(Collected data entries)

....

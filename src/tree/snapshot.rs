//! Serializable point-in-time copy of a routing tree.
//!
//! Empty fields are left out of the serialized form, so a JSON dump only
//! shows populated values and non-leaf branches:
//!
//! ```text
//! {"children":{"svc":{"children":{"payments":{"value":"H1"}}}}}
//! ```

use std::collections::BTreeMap;

use serde::{Deserialize, Serialize};

/// Owned copy of a node and everything below it.
#[derive(Debug, Clone, PartialEq, Eq, Serialize, Deserialize)]
#[serde(bound(
    serialize = "K: Serialize + Ord, V: Serialize",
    deserialize = "K: Deserialize<'de> + Ord, V: Deserialize<'de>"
))]
pub struct TreeSnapshot<K, V> {
    #[serde(default, skip_serializing_if = "Option::is_none")]
    pub value: Option<V>,

    #[serde(default, skip_serializing_if = "BTreeMap::is_empty")]
    pub children: BTreeMap<K, TreeSnapshot<K, V>>,
}

impl<K, V> TreeSnapshot<K, V> {
    /// Number of populated nodes in this subtree.
    pub fn value_count(&self) -> usize {
        usize::from(self.value.is_some())
            + self
                .children
                .values()
                .map(TreeSnapshot::value_count)
                .sum::<usize>()
    }
}
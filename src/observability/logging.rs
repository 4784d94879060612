//! Structured logging.
//!
//! # Responsibilities
//! - Initialize the `tracing` subscriber for the binary
//! - Configure log level from config, overridable via `RUST_LOG`
//!
//! # Design Decisions
//! - Uses tracing crate for structured logging
//! - JSON format for machine consumption, pretty format for development
//! - Logs go to stderr so command output on stdout stays clean

use tracing_subscriber::util::TryInitError;
use tracing_subscriber::{fmt, layer::SubscriberExt, util::SubscriberInitExt, EnvFilter};

use crate::config::ObservabilityConfig;

/// Filter used when `RUST_LOG` is not set.
pub fn default_filter(config: &ObservabilityConfig) -> String {
    format!("hierarchical_router={}", config.log_level)
}

/// Install the global subscriber.
///
/// Fails if a subscriber is already installed.
pub fn init(config: &ObservabilityConfig) -> Result<(), TryInitError> {
    let filter = EnvFilter::try_from_default_env()
        .unwrap_or_else(|_| default_filter(config).into());

    let registry = tracing_subscriber::registry().with(filter);
    if config.json {
        registry
            .with(fmt::layer().json().with_writer(std::io::stderr))
            .try_init()
    } else {
        registry
            .with(fmt::layer().with_writer(std::io::stderr))
            .try_init()
    }
}

#[cfg(test)]
mod tests {
    use super::*;

    #[test]
    fn test_default_filter() {
        let config = ObservabilityConfig {
            log_level: "debug".into(),
            json: false,
        };
        assert_eq!(default_filter(&config), "hierarchical_router=debug");
    }
}
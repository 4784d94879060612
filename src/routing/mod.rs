//! Routing subsystem.
//!
//! # Data Flow
//! ```text
//! Raw key ("svc.payments.v2")
//!     → key.rs (split on delimiter, validate segments)
//!     → router.rs (register / resolve)
//!     → tree (longest populated prefix wins)
//!     → Return: Some(target) or None
//!
//! Route registration (at startup):
//!     RouterConfig.routes[]
//!     → validate
//!     → factory builds a value per route
//!     → add to tree; duplicates reported, first registration kept
//! ```
//!
//! # Design Decisions
//! - Exact-segment matching only, no wildcards
//! - Deterministic: a key resolves to the deepest registered prefix
//! - Miss is `None`; the caller applies its own "no handler" policy

pub mod key;
pub mod router;

pub use key::{RoutingKey, DEFAULT_DELIMITER};
pub use router::{RegistrationReport, Router};
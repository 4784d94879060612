//! Configuration schema definitions.
//!
//! This module defines the route table file format.
//! All types derive Serde traits for deserialization from config files.

use serde::{Deserialize, Serialize};

use crate::routing::DEFAULT_DELIMITER;

/// Root configuration for the router.
#[derive(Debug, Clone, Deserialize, Serialize)]
#[serde(default)]
pub struct RouterConfig {
    /// Token delimiter for route keys (e.g., "." in "svc.payments").
    pub delimiter: String,

    /// Target for keys no route covers. Stored at the tree root.
    pub default_target: Option<String>,

    /// Route definitions mapping keys to targets.
    pub routes: Vec<RouteConfig>,

    /// Observability settings.
    pub observability: ObservabilityConfig,
}

impl Default for RouterConfig {
    fn default() -> Self {
        Self {
            delimiter: DEFAULT_DELIMITER.to_string(),
            default_target: None,
            routes: Vec::new(),
            observability: ObservabilityConfig::default(),
        }
    }
}

/// A single route: every key starting with `key` goes to `target` unless a
/// longer route matches.
#[derive(Debug, Clone, PartialEq, Eq, Deserialize, Serialize)]
pub struct RouteConfig {
    /// Delimited routing key prefix.
    pub key: String,

    /// Destination identifier.
    pub target: String,
}

/// Observability configuration.
#[derive(Debug, Clone, Deserialize, Serialize)]
#[serde(default)]
pub struct ObservabilityConfig {
    /// Log level (trace, debug, info, warn, error).
    pub log_level: String,

    /// Emit logs as JSON lines instead of human-readable text.
    pub json: bool,
}

impl Default for ObservabilityConfig {
    fn default() -> Self {
        Self {
            log_level: "info".to_string(),
            json: false,
        }
    }
}

#[cfg(test)]
mod tests {
    use super::*;

    #[test]
    fn test_defaults() {
        let config = RouterConfig::default();
        assert_eq!(config.delimiter, ".");
        assert!(config.default_target.is_none());
        assert!(config.routes.is_empty());
        assert_eq!(config.observability.log_level, "info");
        assert!(!config.observability.json);
    }

    #[test]
    fn test_minimal_toml() {
        let config: RouterConfig = toml::from_str(
            r#"
            [[routes]]
            key = "svc.payments"
            target = "payments-actor"
            "#,
        )
        .unwrap();

        assert_eq!(config.delimiter, ".");
        assert_eq!(
            config.routes,
            vec![RouteConfig {
                key: "svc.payments".into(),
                target: "payments-actor".into(),
            }]
        );
    }

    #[test]
    fn test_full_toml() {
        let config: RouterConfig = toml::from_str(
            r#"
            delimiter = "/"
            default_target = "dead-letter"

            [observability]
            log_level = "debug"
            json = true

            [[routes]]
            key = "orders"
            target = "orders-actor"

            [[routes]]
            key = "orders/refunds"
            target = "refunds-actor"
            "#,
        )
        .unwrap();

        assert_eq!(config.delimiter, "/");
        assert_eq!(config.default_target.as_deref(), Some("dead-letter"));
        assert_eq!(config.routes.len(), 2);
        assert_eq!(config.observability.log_level, "debug");
        assert!(config.observability.json);
    }
}
//! Configuration validation.
//!
//! # Responsibilities
//! - Semantic validation (serde handles syntactic)
//! - Check every route key parses with the configured delimiter
//! - Reject empty targets
//!
//! # Design Decisions
//! - Returns all validation errors, not just first
//! - Validation is pure function: RouterConfig → Result<(), Vec<ValidationError>>
//! - Duplicate keys are left to the tree, which keeps the first and reports the rest

use thiserror::Error;

use crate::config::schema::RouterConfig;
use crate::error::KeyError;
use crate::routing::RoutingKey;

/// A single semantic problem in a [`RouterConfig`].
#[derive(Debug, Clone, PartialEq, Eq, Error)]
pub enum ValidationError {
    #[error("delimiter must not be empty")]
    EmptyDelimiter,

    #[error("default_target must not be empty")]
    EmptyDefaultTarget,

    #[error("route #{index} has invalid key {key:?}: {source}")]
    InvalidKey {
        index: usize,
        key: String,
        #[source]
        source: KeyError,
    },

    #[error("route #{index} ({key}) has an empty target")]
    EmptyTarget { index: usize, key: String },
}

/// Check `config` for problems serde cannot catch.
pub fn validate_config(config: &RouterConfig) -> Result<(), Vec<ValidationError>> {
    let mut errors = Vec::new();

    let delimiter_ok = !config.delimiter.is_empty();
    if !delimiter_ok {
        errors.push(ValidationError::EmptyDelimiter);
    }

    if config.default_target.as_deref() == Some("") {
        errors.push(ValidationError::EmptyDefaultTarget);
    }

    for (index, route) in config.routes.iter().enumerate() {
        // Every key would fail on an empty delimiter; that is reported once above.
        if delimiter_ok {
            if let Err(source) = RoutingKey::parse(&route.key, &config.delimiter) {
                errors.push(ValidationError::InvalidKey {
                    index,
                    key: route.key.clone(),
                    source,
                });
            }
        }
        if route.target.is_empty() {
            errors.push(ValidationError::EmptyTarget {
                index,
                key: route.key.clone(),
            });
        }
    }

    if errors.is_empty() {
        Ok(())
    } else {
        Err(errors)
    }
}
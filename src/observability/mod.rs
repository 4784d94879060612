//! Observability subsystem.
//!
//! # Data Flow
//! ```text
//! tree / routing / config produce:
//!     → logging.rs (structured log events via tracing)
//!     → metrics.rs (counters)
//!
//! Consumers:
//!     → stderr (text or JSON lines)
//!     → whatever metrics recorder the embedding process installs
//! ```
//!
//! # Design Decisions
//! - Structured logging (JSON) for machine parsing
//! - Duplicate registrations are logged at error level and counted
//! - Metrics are cheap (atomic increments)

pub mod logging;
pub mod metrics;
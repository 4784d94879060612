//! Hierarchical routing tree.
//!
//! # Data Flow
//! ```text
//! add(key, value)
//!     → node.rs walks key tokens from the root
//!     → missing intermediate nodes created (insert-if-absent)
//!     → terminal node: empty → store value
//!                      populated → observer.rs reports conflict, value dropped
//!
//! find(key)
//!     → node.rs walks key tokens until a token has no child
//!     → return the deepest value seen on the way (or None)
//!
//! traverse(visitor) / snapshot()
//!     → pre-order walk over children copied out of each node
//! ```
//!
//! # Design Decisions
//! - Append-only: nodes and values are never removed or replaced
//! - First writer wins at every node; duplicates are reported, not applied
//! - A miss is `None`, never an error
//! - Safe for concurrent `add`/`find`/`traverse` without external locking;
//!   readers may observe a partially built path and fall back to an ancestor

pub mod node;
pub mod observer;
pub mod snapshot;

pub use node::{AddOutcome, TreeNode};
pub use observer::{ConflictObserver, TracingObserver};
pub use snapshot::TreeSnapshot;

use std::fmt;
use std::hash::Hash;
use std::sync::Arc;

use crate::routing::RoutingKey;

/// Token tree mapping routing keys to values with ancestor fallback.
pub struct RoutingTree<K, V> {
    root: TreeNode<K, V>,
    observer: Arc<dyn ConflictObserver<K, V>>,
}

impl<K, V> RoutingTree<K, V>
where
    K: Eq + Hash + fmt::Debug,
    V: fmt::Debug,
{
    /// Create an empty tree that logs conflicts through `tracing`.
    pub fn new() -> Self {
        Self::from_root(TreeNode::new(0, None, None))
    }

    /// Create a tree whose root carries `token` for identification.
    pub fn with_root_token(token: K) -> Self {
        Self::from_root(TreeNode::new(0, Some(token), None))
    }

    /// Create a tree whose root holds `value`, returned for every key with no
    /// more specific match.
    pub fn with_default(value: V) -> Self {
        Self::from_root(TreeNode::new(0, None, Some(value)))
    }

    pub fn with_root(token: Option<K>, value: Option<V>) -> Self {
        Self::from_root(TreeNode::new(0, token, value))
    }

    fn from_root(root: TreeNode<K, V>) -> Self {
        Self {
            root,
            observer: Arc::new(TracingObserver),
        }
    }
}

impl<K, V> Default for RoutingTree<K, V>
where
    K: Eq + Hash + fmt::Debug,
    V: fmt::Debug,
{
    fn default() -> Self {
        Self::new()
    }
}

impl<K, V> RoutingTree<K, V>
where
    K: Eq + Hash,
{
    /// Replace the conflict observer.
    pub fn with_observer<O>(mut self, observer: O) -> Self
    where
        O: ConflictObserver<K, V> + 'static,
    {
        self.observer = Arc::new(observer);
        self
    }

    pub fn root(&self) -> &TreeNode<K, V> {
        &self.root
    }

    /// Pre-order walk calling `visitor` once per stored value.
    ///
    /// Nodes added while the walk is in progress may or may not be visited.
    pub fn traverse<F>(&self, mut visitor: F)
    where
        F: FnMut(&V),
    {
        self.root.traverse(&mut visitor);
    }

    /// Number of nodes holding a value.
    pub fn value_count(&self) -> usize {
        let mut count = 0;
        self.traverse(|_| count += 1);
        count
    }

    pub fn snapshot(&self) -> TreeSnapshot<K, V>
    where
        K: Ord + Clone,
        V: Clone,
    {
        self.root.snapshot()
    }
}

impl<K, V> RoutingTree<K, V>
where
    K: Eq + Hash + Clone + fmt::Debug,
{
    /// Store `value` at `key` unless a value is already there.
    pub fn add(&self, key: &RoutingKey<K>, value: V) -> AddOutcome {
        self.add_tokens(key.tokens(), value)
    }

    /// Store `value` at the path spelled by `tokens`.
    ///
    /// # Panics
    /// If `tokens` is empty.
    pub fn add_tokens(&self, tokens: &[K], value: V) -> AddOutcome {
        assert!(!tokens.is_empty(), "cannot add a value at an empty routing key");
        self.root.add_tokens(tokens, value, self.observer.as_ref())
    }
}

impl<K, V> RoutingTree<K, V>
where
    K: Eq + Hash,
    V: Clone,
{
    /// Value at `key`, or at its deepest populated ancestor.
    pub fn find(&self, key: &RoutingKey<K>) -> Option<V> {
        self.find_tokens(key.tokens())
    }

    pub fn find_tokens(&self, tokens: &[K]) -> Option<V> {
        self.root.find_tokens(tokens)
    }
}

impl<K, V> fmt::Debug for RoutingTree<K, V>
where
    K: Eq + Hash + fmt::Debug,
    V: fmt::Debug,
{
    fn fmt(&self, f: &mut fmt::Formatter<'_>) -> fmt::Result {
        f.debug_struct("RoutingTree")
            .field("root", &self.root)
            .finish_non_exhaustive()
    }
}
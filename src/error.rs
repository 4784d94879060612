//! Error types shared across subsystems.
//!
//! Duplicate registrations and lookup misses are not errors: the tree reports
//! the former through its observer and the latter as `None`.

use thiserror::Error;

/// Errors raised while building a [`RoutingKey`](crate::routing::RoutingKey).
#[derive(Debug, Clone, PartialEq, Eq, Error)]
pub enum KeyError {
    /// No tokens at all.
    #[error("routing key must contain at least one token")]
    Empty,

    /// A delimiter of zero length cannot split anything.
    #[error("routing key delimiter must not be empty")]
    EmptyDelimiter,

    /// Two delimiters back to back, or one at either end.
    #[error("routing key segment {position} is empty")]
    EmptySegment { position: usize },
}
//! A single node of the routing tree.
//!
//! # Responsibilities
//! - Own the child nodes reachable through each next token
//! - Hold the (at most once populated) value stored at this path
//! - Walk a token path for insertion, lookup and traversal
//!
//! # Design Decisions
//! - Children live in a `DashMap`, so creation of a missing child is a single
//!   atomic insert-if-absent on the owning shard
//! - Children are `Arc`-shared so a walk never holds a shard guard while it
//!   descends or calls back into user code
//! - The value is a `OnceLock`: the first writer wins and every later writer
//!   gets its value handed back

use std::collections::BTreeMap;
use std::fmt;
use std::hash::Hash;
use std::sync::{Arc, OnceLock};

use dashmap::mapref::entry::Entry;
use dashmap::DashMap;

use crate::tree::observer::ConflictObserver;
use crate::tree::snapshot::TreeSnapshot;

/// Result of storing a value at a routing key.
#[derive(Debug, Clone, Copy, PartialEq, Eq)]
pub enum AddOutcome {
    /// The terminal node was empty and now holds the value.
    Inserted,
    /// The terminal node already held a value; the new one was discarded.
    Conflict,
}

impl AddOutcome {
    pub fn is_conflict(self) -> bool {
        matches!(self, AddOutcome::Conflict)
    }

    pub(crate) fn as_label(self) -> &'static str {
        match self {
            AddOutcome::Inserted => "inserted",
            AddOutcome::Conflict => "conflict",
        }
    }
}

/// A node in the routing tree.
pub struct TreeNode<K, V> {
    /// Distance from the root; the root is at depth 0.
    depth: usize,
    /// Token that leads to this node from its parent (`None` for a bare root).
    token: Option<K>,
    value: OnceLock<V>,
    children: DashMap<K, Arc<TreeNode<K, V>>>,
}

impl<K, V> TreeNode<K, V> {
    pub fn depth(&self) -> usize {
        self.depth
    }

    pub fn token(&self) -> Option<&K> {
        self.token.as_ref()
    }

    /// The value stored at this node, if any.
    pub fn value(&self) -> Option<&V> {
        self.value.get()
    }
}

impl<K, V> TreeNode<K, V>
where
    K: Eq + Hash,
{
    pub(crate) fn new(depth: usize, token: Option<K>, value: Option<V>) -> Self {
        Self {
            depth,
            token,
            value: value.map(OnceLock::from).unwrap_or_default(),
            children: DashMap::new(),
        }
    }

    /// Get the child reached through `token`.
    pub fn child(&self, token: &K) -> Option<Arc<TreeNode<K, V>>> {
        self.children.get(token).map(|child| Arc::clone(child.value()))
    }

    pub fn child_count(&self) -> usize {
        self.children.len()
    }

    /// Copy out the current children so no shard lock is held while walking them.
    fn children_snapshot(&self) -> Vec<Arc<TreeNode<K, V>>> {
        self.children
            .iter()
            .map(|entry| Arc::clone(entry.value()))
            .collect()
    }

    /// Pre-order walk calling `visitor` on every stored value.
    pub(crate) fn traverse<F>(&self, visitor: &mut F)
    where
        F: FnMut(&V),
    {
        if let Some(value) = self.value() {
            visitor(value);
        }
        for child in self.children_snapshot() {
            child.traverse(visitor);
        }
    }

    pub(crate) fn snapshot(&self) -> TreeSnapshot<K, V>
    where
        K: Ord + Clone,
        V: Clone,
    {
        let children: BTreeMap<K, TreeSnapshot<K, V>> = self
            .children
            .iter()
            .map(|entry| (entry.key().clone(), Arc::clone(entry.value())))
            .collect::<Vec<_>>()
            .into_iter()
            .map(|(token, child)| (token, child.snapshot()))
            .collect();

        TreeSnapshot {
            value: self.value().cloned(),
            children,
        }
    }
}

impl<K, V> TreeNode<K, V>
where
    K: Eq + Hash + Clone + fmt::Debug,
{
    /// Store `value` at the node addressed by `tokens`, creating any missing
    /// nodes on the way.
    ///
    /// A populated terminal node is never overwritten: the rejected value is
    /// reported to `observer` and [`AddOutcome::Conflict`] is returned.
    ///
    /// # Panics
    /// If `tokens` has no segment at this node's depth.
    pub(crate) fn add_tokens(
        &self,
        tokens: &[K],
        value: V,
        observer: &dyn ConflictObserver<K, V>,
    ) -> AddOutcome {
        assert!(
            tokens.len() > self.depth,
            "routing key of {} tokens has no segment at depth {}",
            tokens.len(),
            self.depth
        );
        let token = &tokens[self.depth];

        tracing::debug!(
            depth = self.depth,
            node = ?self.token,
            token = ?token,
            tokens = ?tokens,
            "Adding route segment"
        );

        if tokens.len() > self.depth + 1 {
            let child = self.child_or_insert(token);
            return child.add_tokens(tokens, value, observer);
        }

        let existing = match self.children.entry(token.clone()) {
            Entry::Vacant(slot) => {
                slot.insert(Arc::new(TreeNode::new(
                    self.depth + 1,
                    Some(token.clone()),
                    Some(value),
                )));
                return AddOutcome::Inserted;
            }
            Entry::Occupied(slot) => Arc::clone(slot.get()),
        };

        match existing.value.set(value) {
            Ok(()) => AddOutcome::Inserted,
            Err(rejected) => {
                // set() only fails once a value is present
                if let Some(current) = existing.value() {
                    observer.on_conflict(tokens, current, &rejected);
                }
                AddOutcome::Conflict
            }
        }
    }

    fn child_or_insert(&self, token: &K) -> Arc<TreeNode<K, V>> {
        if let Some(child) = self.child(token) {
            return child;
        }
        let depth = self.depth + 1;
        Arc::clone(
            self.children
                .entry(token.clone())
                .or_insert_with(|| Arc::new(TreeNode::new(depth, Some(token.clone()), None)))
                .value(),
        )
    }
}

impl<K, V> TreeNode<K, V>
where
    K: Eq + Hash,
    V: Clone,
{
    /// Value at the deepest node along `tokens` that holds one.
    ///
    /// Walking stops at the first token with no child; the nearest populated
    /// ancestor then answers. `None` means nothing on the path holds a value.
    ///
    /// # Panics
    /// If this node sits deeper than `tokens` is long.
    pub(crate) fn find_tokens(&self, tokens: &[K]) -> Option<V> {
        let mut deepest: Option<Arc<TreeNode<K, V>>> = None;
        let mut cursor: Option<Arc<TreeNode<K, V>>> = None;

        for token in &tokens[self.depth..] {
            let next = match cursor.as_deref() {
                Some(node) => node.child(token),
                None => self.child(token),
            };
            let Some(next) = next else {
                break;
            };
            if next.value().is_some() {
                deepest = Some(Arc::clone(&next));
            }
            cursor = Some(next);
        }

        match deepest {
            Some(node) => node.value().cloned(),
            None => self.value().cloned(),
        }
    }
}

impl<K, V> fmt::Debug for TreeNode<K, V>
where
    K: Eq + Hash + fmt::Debug,
    V: fmt::Debug,
{
    fn fmt(&self, f: &mut fmt::Formatter<'_>) -> fmt::Result {
        f.debug_struct("TreeNode")
            .field("depth", &self.depth)
            .field("token", &self.token)
            .field("value", &self.value.get())
            .field("children", &self.children.len())
            .finish()
    }
}
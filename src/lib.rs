//! Hierarchical message router.
//!
//! Maps delimited routing keys (`svc.payments.v2`) to targets. A target
//! registered on a short prefix applies to every longer key beneath it unless
//! a more specific route overrides it.
//!
//! ```rust
//! use hierarchical_router::Router;
//!
//! let router = Router::new();
//! router.register("svc.payments", "H1").unwrap();
//! router.register("svc.payments.v2", "H2").unwrap();
//!
//! assert_eq!(router.resolve("svc.payments.v2.beta").unwrap(), Some("H2"));
//! assert_eq!(router.resolve("svc.billing").unwrap(), None);
//! ```

pub mod config;
pub mod error;
pub mod observability;
pub mod routing;
pub mod tree;

pub use config::schema::RouterConfig;
pub use error::KeyError;
pub use routing::{RoutingKey, Router};
pub use tree::{AddOutcome, ConflictObserver, RoutingTree, TreeNode, TreeSnapshot};
//! Configuration management subsystem.
//!
//! # Data Flow
//! ```text
//! route table file (TOML)
//!     → loader.rs (read & deserialize)
//!     → validation.rs (semantic checks)
//!     → RouterConfig (validated, immutable)
//!     → Router::from_config builds the tree
//! ```
//!
//! # Design Decisions
//! - Config is immutable once loaded; the tree is append-only, so a changed
//!   route table means building a new router
//! - All fields have defaults to allow minimal configs
//! - Validation separates syntactic (serde) from semantic checks

pub mod loader;
pub mod schema;
pub mod validation;

pub use loader::{load_config, ConfigError};
pub use schema::{ObservabilityConfig, RouteConfig, RouterConfig};
pub use validation::ValidationError;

....

Activity. When a line of the records has the word "cursor", pick it out and copy it.

Solved exercise.
        let mut cursor: Option<Arc<TreeNode<K, V>>> = None;
            let next = match cursor.as_deref() {
            cursor = Some(next);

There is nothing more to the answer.